He found Lilit where he had left her, in the Unter-Ring, propped against the wall with her eyes closed. She was thinner than she had been a week ago. The dark fluid was leaking from her wing again, and her breathing was shallow, and when she opened her eyes at the sound of his approach, they were filmed with something that Vael recognized as the first veil of death.

"Seraphiel," she said. Not a question.

"He confirmed everything. And more."

"He would. He likes to explain himself. It's his weakness—he can't bear to be misunderstood." She coughed. "What did he say about freeing Him?"

"That it might work. That it might not. That it might make everything worse."

"And what do you think?"

Vael sat down beside her. The cold was everywhere now—not just in his stomach but in his limbs, his face, the spaces between his thoughts. He felt like a man standing on a cliff edge in the dark, knowing that there was a drop in front of him but not knowing how deep it was.

"I think—I think the question isn't whether freeing Him would work. The question is whether we have the right to make the choice."

Lilit looked at him. "The right."

"Yes. If I stop the Forge—if I free Him—I might save Him, and I might kill everything. Either way, I'm making a decision that affects trillions of beings without their knowledge or consent. I'm doing exactly what Seraphiel did. I'm deciding who lives and who dies based on my own judgment, my own morality, my own certainty that I know what's best."

"And if you do nothing?"

"Then I'm complicit. The war continues. The mortals are harvested. The suffering goes on.
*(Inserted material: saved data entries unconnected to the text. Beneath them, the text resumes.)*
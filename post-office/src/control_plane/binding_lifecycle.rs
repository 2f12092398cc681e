//! Structural transitions of destinations and bindings.

use std::sync::atomic::{AtomicBool, Ordering};
use std::sync::Arc;
use tracing::{info, warn};

use crate::address::Address;
use crate::binding::{Binding, NewBinding};
use crate::collaborators::Collaborators;
use crate::control_plane::send_lock::SendLockTable;
use crate::error::PostOfficeError;
use crate::observability::events;
use crate::routing::address_manager::AddressManager;

const COMPONENT: &str = "binding_lifecycle";

/// Applies one structural change across the directory, flow control,
/// storage and management.
///
/// Borrowing the send lock table mutably ties every lifecycle to the post
/// office's structural critical section: the table is only reachable through
/// its guard.
pub(crate) struct BindingLifecycle<'a> {
    address_manager: &'a dyn AddressManager,
    collaborators: &'a Collaborators,
    send_locks: &'a mut SendLockTable,
    backup: &'a AtomicBool,
}

impl<'a> BindingLifecycle<'a> {
    pub(crate) fn new(
        address_manager: &'a dyn AddressManager,
        collaborators: &'a Collaborators,
        send_locks: &'a mut SendLockTable,
        backup: &'a AtomicBool,
    ) -> Self {
        Self {
            address_manager,
            collaborators,
            send_locks,
            backup,
        }
    }

    pub(crate) fn address_manager(&self) -> &'a dyn AddressManager {
        self.address_manager
    }

    /// Returns `true` when the destination was newly added.
    pub(crate) async fn add_destination(
        &mut self,
        address: &Address,
        durable: bool,
    ) -> Result<bool, PostOfficeError> {
        self.collaborators.paging.create_page_store(address).await?;

        let was_mapped = self.is_mapped(address);
        if !self.address_manager.add_destination(address) {
            return Ok(false);
        }

        if durable {
            self.collaborators.storage.add_destination(address).await?;
        }
        if !was_mapped {
            self.collaborators.management.register_address(address)?;
        }

        info!(
            event = events::DESTINATION_ADD_OK,
            component = COMPONENT,
            address = address.as_str(),
            durable,
            "destination added"
        );
        Ok(true)
    }

    /// Returns `true` when the destination existed.
    pub(crate) async fn remove_destination(
        &mut self,
        address: &Address,
        durable: bool,
    ) -> Result<bool, PostOfficeError> {
        let removed = self.address_manager.remove_destination(address);
        self.send_locks.remove(address);

        if !removed {
            return Ok(false);
        }

        if durable {
            self.collaborators.storage.delete_destination(address).await?;
        }
        if !self.is_mapped(address) {
            self.collaborators.management.unregister_address(address)?;
        }

        info!(
            event = events::DESTINATION_REMOVE_OK,
            component = COMPONENT,
            address = address.as_str(),
            durable,
            "destination removed"
        );
        Ok(true)
    }

    /// Creates the queue for `request`, registers its binding and persists it
    /// when durable.
    pub(crate) async fn add_binding(
        &mut self,
        request: NewBinding,
    ) -> Result<Arc<Binding>, PostOfficeError> {
        let queue = self.collaborators.queue_factory.create_queue(
            None,
            &request.queue_name,
            request.filter.clone(),
            request.durable,
            request.temporary,
        );
        if self.backup.load(Ordering::Acquire) {
            queue.set_backup();
        }

        let binding = Arc::new(
            Binding::new(request.address, queue, request.fanout)
                .with_filter(request.filter)
                .with_temporary(request.temporary),
        );

        if let Err(err) = self.register_binding(binding.clone()).await {
            warn!(
                event = events::BINDING_ADD_FAILED,
                component = COMPONENT,
                address = binding.address().as_str(),
                queue = binding.queue_name(),
                err = %err,
                "binding registration failed"
            );
            return Err(err);
        }

        if binding.is_durable() {
            self.collaborators.storage.add_binding(&binding).await?;
        }

        info!(
            event = events::BINDING_ADD_OK,
            component = COMPONENT,
            address = binding.address().as_str(),
            queue = binding.queue_name(),
            durable = binding.is_durable(),
            fanout = binding.is_fanout(),
            "binding added"
        );
        Ok(binding)
    }

    /// Registers an already-built binding in memory only.
    pub(crate) async fn register_binding(
        &mut self,
        binding: Arc<Binding>,
    ) -> Result<(), PostOfficeError> {
        let address = binding.address().clone();
        self.collaborators.paging.create_page_store(&address).await?;

        let is_destination = self.address_manager.contains_destination(&address);
        let was_mapped = self.address_manager.register_binding(binding.clone())?;

        if !was_mapped && !is_destination {
            self.collaborators.management.register_address(&address)?;
        }
        self.collaborators
            .management
            .register_queue(binding.queue(), &address)?;
        Ok(())
    }

    pub(crate) async fn remove_binding(
        &mut self,
        queue_name: &str,
    ) -> Result<Arc<Binding>, PostOfficeError> {
        let (binding, last_mapping) = match self.address_manager.unregister_binding(queue_name) {
            Ok(removed) => removed,
            Err(err) => {
                warn!(
                    event = events::BINDING_REMOVE_FAILED,
                    component = COMPONENT,
                    queue = queue_name,
                    err = %err,
                    "binding removal failed"
                );
                return Err(err);
            }
        };
        let address = binding.address();

        if binding.is_durable() {
            self.collaborators.storage.delete_binding(&binding).await?;
        }
        self.collaborators
            .management
            .unregister_queue(queue_name, address)?;
        if last_mapping && !self.address_manager.contains_destination(address) {
            self.collaborators.management.unregister_address(address)?;
        }

        info!(
            event = events::BINDING_REMOVE_OK,
            component = COMPONENT,
            address = address.as_str(),
            queue = queue_name,
            last_mapping,
            "binding removed"
        );
        Ok(binding)
    }

    fn is_mapped(&self, address: &Address) -> bool {
        self.address_manager.mappings().contains_key(address)
    }
}

#[cfg(test)]
mod tests {
    use super::BindingLifecycle;
    use crate::address::Address;
    use crate::binding::NewBinding;
    use crate::collaborators::PagingManager;
    use crate::control_plane::send_lock::SendLockTable;
    use crate::error::PostOfficeError;
    use crate::routing::address_manager::AddressManager;
    use crate::routing::simple_address_manager::SimpleAddressManager;
    use crate::test_support::{collaborators, TestManagement, TestPagingManager};
    use std::sync::atomic::AtomicBool;
    use std::sync::Arc;

    #[tokio::test]
    async fn add_binding_creates_page_store_and_registers_address_once() {
        let manager = SimpleAddressManager::new();
        let paging = Arc::new(TestPagingManager::unbounded());
        let management = Arc::new(TestManagement::default());
        let collaborators = collaborators(paging.clone(), management.clone());
        let mut send_locks = SendLockTable::default();
        let backup = AtomicBool::new(false);
        let mut lifecycle =
            BindingLifecycle::new(&manager, &collaborators, &mut send_locks, &backup);

        lifecycle
            .add_binding(NewBinding::new("orders", "q1"))
            .await
            .unwrap();
        lifecycle
            .add_binding(NewBinding::new("orders", "q2"))
            .await
            .unwrap();

        assert!(paging.has_page_store(&Address::from("orders")));
        assert_eq!(*management.addresses.lock().unwrap(), vec!["orders"]);
        assert_eq!(management.queues.lock().unwrap().len(), 2);
    }

    #[tokio::test]
    async fn backup_post_office_creates_backup_queues() {
        let manager = SimpleAddressManager::new();
        let collaborators = collaborators(
            Arc::new(TestPagingManager::unbounded()),
            Arc::new(TestManagement::default()),
        );
        let mut send_locks = SendLockTable::default();
        let backup = AtomicBool::new(true);
        let mut lifecycle =
            BindingLifecycle::new(&manager, &collaborators, &mut send_locks, &backup);

        let binding = lifecycle
            .add_binding(NewBinding::new("orders", "q1"))
            .await
            .unwrap();

        assert!(binding.queue().is_backup());
    }

    #[tokio::test]
    async fn removing_last_binding_unregisters_address() {
        let manager = SimpleAddressManager::new();
        let management = Arc::new(TestManagement::default());
        let collaborators =
            collaborators(Arc::new(TestPagingManager::unbounded()), management.clone());
        let mut send_locks = SendLockTable::default();
        let backup = AtomicBool::new(false);
        let mut lifecycle =
            BindingLifecycle::new(&manager, &collaborators, &mut send_locks, &backup);
        lifecycle
            .add_binding(NewBinding::new("orders", "q1"))
            .await
            .unwrap();

        lifecycle.remove_binding("q1").await.unwrap();

        assert!(management.addresses.lock().unwrap().is_empty());
        assert!(management.queues.lock().unwrap().is_empty());
        assert!(matches!(
            lifecycle.remove_binding("q1").await,
            Err(PostOfficeError::BindingNotFound(_))
        ));
    }

    #[tokio::test]
    async fn destination_keeps_address_registered_after_last_binding() {
        let manager = SimpleAddressManager::new();
        let management = Arc::new(TestManagement::default());
        let collaborators =
            collaborators(Arc::new(TestPagingManager::unbounded()), management.clone());
        let mut send_locks = SendLockTable::default();
        let backup = AtomicBool::new(false);
        let mut lifecycle =
            BindingLifecycle::new(&manager, &collaborators, &mut send_locks, &backup);
        let address = Address::from("orders");

        assert!(lifecycle.add_destination(&address, false).await.unwrap());
        assert!(!lifecycle.add_destination(&address, false).await.unwrap());
        lifecycle
            .add_binding(NewBinding::new("orders", "q1"))
            .await
            .unwrap();
        lifecycle.remove_binding("q1").await.unwrap();

        assert_eq!(*management.addresses.lock().unwrap(), vec!["orders"]);
        assert!(manager.contains_destination(&address));
    }

    #[tokio::test]
    async fn removing_destination_closes_its_send_lock() {
        let manager = SimpleAddressManager::new();
        let collaborators = collaborators(
            Arc::new(TestPagingManager::unbounded()),
            Arc::new(TestManagement::default()),
        );
        let mut send_locks = SendLockTable::default();
        let address = Address::from("orders");
        let lock = send_locks.get_or_create(&address);
        let backup = AtomicBool::new(false);
        let mut lifecycle =
            BindingLifecycle::new(&manager, &collaborators, &mut send_locks, &backup);
        lifecycle.add_destination(&address, false).await.unwrap();

        assert!(lifecycle.remove_destination(&address, false).await.unwrap());

        assert!(lock.is_closed());
        assert_eq!(send_locks.len(), 0);
    }
}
And I chose it—chose it by not choosing, which is still a choice."

"So your dilemma is that every option makes you a monster."

"Yes."

Lilit was quiet for a moment. Then she laughed—weakly, but genuinely.

"That's not a dilemma, Vael. That's just being alive."

He looked at her.

"Every conscious being that has ever existed has faced this. Not at your scale, no—but at their scale. Every parent who has ever pulled a child from a burning building, knowing they might not make it out themselves. Every soldier who has ever held a wounded friend and decided whether to use the last of the morphine. Every person who has ever looked at a suffering animal and wondered whether to end it or keep hoping. Every choice that matters is a choice between monsters. The question isn't how to avoid being a monster. The question is which monster you're willing to be."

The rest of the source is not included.